** EXERCISE DIRECTIONS **
Search the listing below, and show each line that includes the word "SameSite".

** RECORDS TO USE **
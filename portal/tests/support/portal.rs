//! Portal harness: a real Actix server over the in-memory backend.
//!
//! The harness owns a single-threaded Tokio runtime plus a `LocalSet` because
//! Actix uses `spawn_local` internally. The browser side keeps the latest
//! session cookie between requests and never follows redirects, so tests can
//! assert on `303 See Other` locations.

use std::net::TcpListener;
use std::sync::Arc;

use actix_web::cookie::{Key, SameSite};
use actix_web::dev::ServerHandle;
use actix_web::http::{Method, header};
use actix_web::{App, HttpServer, web};
use awc::Client;
use chrono::Duration;
use mockable::DefaultClock;
use portal::Trace;
use portal::domain::TRACE_ID_HEADER;
use portal::inbound::http::configure;
use portal::inbound::http::health::{HealthState, live, ready};
use portal::inbound::http::session_config::{KeySource, SessionSettings};
use portal::inbound::http::state::{HttpState, HttpStateOptions, HttpStatePorts};
use portal::outbound::memory::InMemoryBackend;
use serde_json::{Value, json};
use tokio::runtime::Runtime;
use tokio::task::LocalSet;

pub(crate) const USER_EMAIL: &str = "user@loanapp.com";
pub(crate) const USER_PASSWORD: &str = "user123";
pub(crate) const ADMIN_EMAIL: &str = "admin@loanapp.com";
pub(crate) const ADMIN_PASSWORD: &str = "admin123";

/// Rows per listing page in the harness.
pub(crate) const PAGE_SIZE: u32 = 2;

/// What the browser saw for one request.
#[derive(Debug, Clone)]
pub(crate) struct Reply {
    pub(crate) status: u16,
    pub(crate) location: Option<String>,
    pub(crate) trace_id: Option<String>,
    pub(crate) body: Value,
}

impl Reply {
    pub(crate) fn str_at(&self, pointer: &str) -> Option<&str> {
        self.body.pointer(pointer).and_then(Value::as_str)
    }
}

pub(crate) struct Portal {
    runtime: Runtime,
    local: LocalSet,
    base_url: String,
    server: ServerHandle,
    pub(crate) backend: Arc<InMemoryBackend>,
    cookie: Option<String>,
}

impl Portal {
    /// Start a portal whose guard re-probes the backend on every entry.
    pub(crate) fn start() -> Self {
        let runtime = tokio::runtime::Builder::new_current_thread()
            .enable_all()
            .build()
            .expect("tokio runtime");
        let local = LocalSet::new();
        let backend = Arc::new(InMemoryBackend::with_demo_accounts(Arc::new(DefaultClock)));

        let (base_url, server) = local
            .block_on(&runtime, spawn_portal(Arc::clone(&backend)))
            .expect("portal server");

        Self {
            runtime,
            local,
            base_url,
            server,
            backend,
            cookie: None,
        }
    }

    pub(crate) fn has_session_cookie(&self) -> bool {
        self.cookie.is_some()
    }

    /// Forget the session cookie, as a fresh browser would.
    pub(crate) fn clear_cookies(&mut self) {
        self.cookie = None;
    }

    /// Switch to another browser's cookie, returning the current one.
    pub(crate) fn swap_cookie(&mut self, other: Option<String>) -> Option<String> {
        std::mem::replace(&mut self.cookie, other)
    }

    pub(crate) fn get(&mut self, path: &str) -> Reply {
        self.send(Method::GET, path, None)
    }

    pub(crate) fn post(&mut self, path: &str, payload: Value) -> Reply {
        self.send(Method::POST, path, Some(payload))
    }

    pub(crate) fn put(&mut self, path: &str, payload: Value) -> Reply {
        self.send(Method::PUT, path, Some(payload))
    }

    pub(crate) fn login(&mut self, email: &str, password: &str) -> Reply {
        self.post("/login", json!({ "email": email, "password": password }))
    }

    pub(crate) fn login_as_user(&mut self) -> Reply {
        self.login(USER_EMAIL, USER_PASSWORD)
    }

    pub(crate) fn login_as_admin(&mut self) -> Reply {
        self.login(ADMIN_EMAIL, ADMIN_PASSWORD)
    }

    /// Apply for a term loan and return its identifier.
    pub(crate) fn apply(&mut self, client_name: &str) -> String {
        let reply = self.post("/dashboard/apply-loan", application(client_name));
        assert_eq!(reply.status, 201, "apply failed: {:?}", reply.body);
        reply
            .str_at("/loan/id")
            .expect("created loan id")
            .to_owned()
    }

    pub(crate) fn change_status(&mut self, id: &str, status: &str, reason: Option<&str>) -> Reply {
        self.post(
            &format!("/dashboard/loans/{id}/status"),
            json!({ "status": status, "reason": reason }),
        )
    }

    fn send(&mut self, method: Method, path: &str, payload: Option<Value>) -> Reply {
        let url = format!("{}{path}", self.base_url);
        let cookie = self.cookie.clone();
        let (reply, set_cookie) = self.local.block_on(&self.runtime, async move {
            let client = Client::builder().disable_redirects().finish();
            let mut request = client.request(method, url);
            if let Some(cookie) = cookie {
                request = request.insert_header((header::COOKIE, cookie));
            }
            let mut response = match payload {
                Some(payload) => request.send_json(&payload).await,
                None => request.send().await,
            }
            .expect("portal request");

            let header_text = |name: header::HeaderName| {
                response
                    .headers()
                    .get(name)
                    .and_then(|value| value.to_str().ok())
                    .map(str::to_owned)
            };
            let set_cookie = header_text(header::SET_COOKIE);
            let location = header_text(header::LOCATION);
            let trace_id = header_text(header::HeaderName::from_static(TRACE_ID_HEADER));
            let status = response.status().as_u16();
            let bytes = response.body().await.expect("response body");
            let body = serde_json::from_slice(&bytes).unwrap_or(Value::Null);
            (
                Reply {
                    status,
                    location,
                    trace_id,
                    body,
                },
                set_cookie,
            )
        });
        if let Some(set_cookie) = set_cookie {
            self.absorb(&set_cookie);
        }
        reply
    }

    fn absorb(&mut self, set_cookie: &str) {
        let pair = set_cookie.split(';').next().unwrap_or_default().trim();
        match pair.split_once('=') {
            Some(("session", "")) => self.cookie = None,
            Some(("session", _)) => self.cookie = Some(pair.to_owned()),
            _ => {}
        }
    }
}

impl Drop for Portal {
    fn drop(&mut self) {
        let server = self.server.clone();
        self.local.block_on(&self.runtime, async move {
            server.stop(true).await;
        });
    }
}

/// A valid application body.
pub(crate) fn application(client_name: &str) -> Value {
    json!({
        "clientName": client_name,
        "loanType": "TERM_LOAN",
        "requestedAmount": 100_000.0,
        "proposedInterestRate": 12.0,
        "tenureMonths": 12,
        "financials": { "revenue": 500_000.0, "ebitda": 80_000.0, "rating": "A" }
    })
}

async fn spawn_portal(backend: Arc<InMemoryBackend>) -> Result<(String, ServerHandle), String> {
    let listener = TcpListener::bind("127.0.0.1:0").map_err(|err| err.to_string())?;
    let addr = listener.local_addr().map_err(|err| err.to_string())?;

    let http_state = web::Data::new(HttpState::new(
        HttpStatePorts {
            auth: backend.clone(),
            loans: backend.clone(),
            users: backend,
            clock: Arc::new(DefaultClock),
        },
        HttpStateOptions {
            probe_ttl: Duration::zero(),
            page_size: PAGE_SIZE,
        },
    ));
    let health_state = web::Data::new(HealthState::new());
    health_state.mark_ready();
    let session = SessionSettings {
        key: Key::generate(),
        key_source: KeySource::Ephemeral,
        cookie_secure: false,
        same_site: SameSite::Lax,
    };

    let server = HttpServer::new(move || {
        App::new()
            .app_data(http_state.clone())
            .app_data(health_state.clone())
            .wrap(Trace)
            .service(ready)
            .service(live)
            .service(
                web::scope("")
                    .wrap(session.middleware())
                    .configure(configure),
            )
    })
    .disable_signals()
    .workers(1)
    .listen(listener)
    .map_err(|err| err.to_string())?
    .run();

    let handle = server.handle();
    actix_web::rt::spawn(server);

    Ok((format!("http://{addr}"), handle))
}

** YOUR RESPONSE **
use actix_web::cookie::{Key, SameSite};
        same_site: SameSite::Lax,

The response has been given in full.